[[ Data to use open ]]

//! Long-running acceptor that admits observers at any time.

use crate::broadcast::send_line;
use crate::registry::SharedObservers;
use log::{info, warn};
use shared::{frame_line, Handshake, LineCipher, Role};
use std::sync::Arc;
use tokio::net::tcp::OwnedWriteHalf;
use tokio::net::TcpListener;

/// Accepts connections until the listener fails or this task is aborted.
///
/// Every accepted connection gets the spectator handshake and joins the
/// broadcast set; a connection whose handshake cannot be delivered is
/// dropped without being enrolled. Observers never send anything meaningful,
/// so only the write half is kept.
pub async fn run_acceptor(
    listener: TcpListener,
    observers: SharedObservers<OwnedWriteHalf>,
    cipher: Arc<dyn LineCipher>,
) {
    let handshake = frame_line(cipher.as_ref(), &Handshake::new(Role::Spectator).to_string());

    loop {
        let (stream, addr) = match listener.accept().await {
            Ok(accepted) => accepted,
            Err(e) => {
                info!("Observer acceptor stopping: {}", e);
                break;
            }
        };

        let (_reader, mut writer) = stream.into_split();
        if let Err(e) = send_line(&mut writer, handshake.as_bytes()).await {
            warn!("Failed to send handshake to observer {}: {}", addr, e);
            continue;
        }

        observers.lock().await.enroll(addr, writer);
    }
}

#[cfg(test)]
mod tests {
    use super::*;
    use crate::registry::ObserverRegistry;
    use shared::Plaintext;
    use std::time::Duration;
    use tokio::io::{AsyncBufReadExt, BufReader};
    use tokio::net::TcpStream;

    #[tokio::test]
    async fn test_observers_enrolled_after_handshake() {
        let listener = TcpListener::bind("127.0.0.1:0").await.unwrap();
        let addr = listener.local_addr().unwrap();
        let observers = ObserverRegistry::shared();

        let acceptor = tokio::spawn(run_acceptor(
            listener,
            Arc::clone(&observers),
            Arc::new(Plaintext),
        ));

        for _ in 0..3 {
            let stream = TcpStream::connect(addr).await.unwrap();
            let mut lines = BufReader::new(stream).lines();
            let handshake = lines.next_line().await.unwrap().unwrap();
            assert_eq!(handshake, "640 480 spec");
        }

        // Enrollment happens right after the handshake write; give it a moment
        let mut enrolled = 0;
        for _ in 0..50 {
            enrolled = observers.lock().await.len();
            if enrolled == 3 {
                break;
            }
            tokio::time::sleep(Duration::from_millis(10)).await;
        }
        assert_eq!(enrolled, 3);

        acceptor.abort();
        assert!(acceptor.await.unwrap_err().is_cancelled());
        assert!(TcpStream::connect(addr).await.is_err());
    }
}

[[ Data to use closed ]]

Task item —
Once you find the line containing "use tokio::net::tcp::OwnedWriteHalf;", stop: reproduce exactly that line and every line of the data before it, and nothing else.

Solution for this problem —
//! Long-running acceptor that admits observers at any time.

use crate::broadcast::send_line;
use crate::registry::SharedObservers;
use log::{info, warn};
use shared::{frame_line, Handshake, LineCipher, Role};
use std::sync::Arc;
use tokio::net::tcp::OwnedWriteHalf;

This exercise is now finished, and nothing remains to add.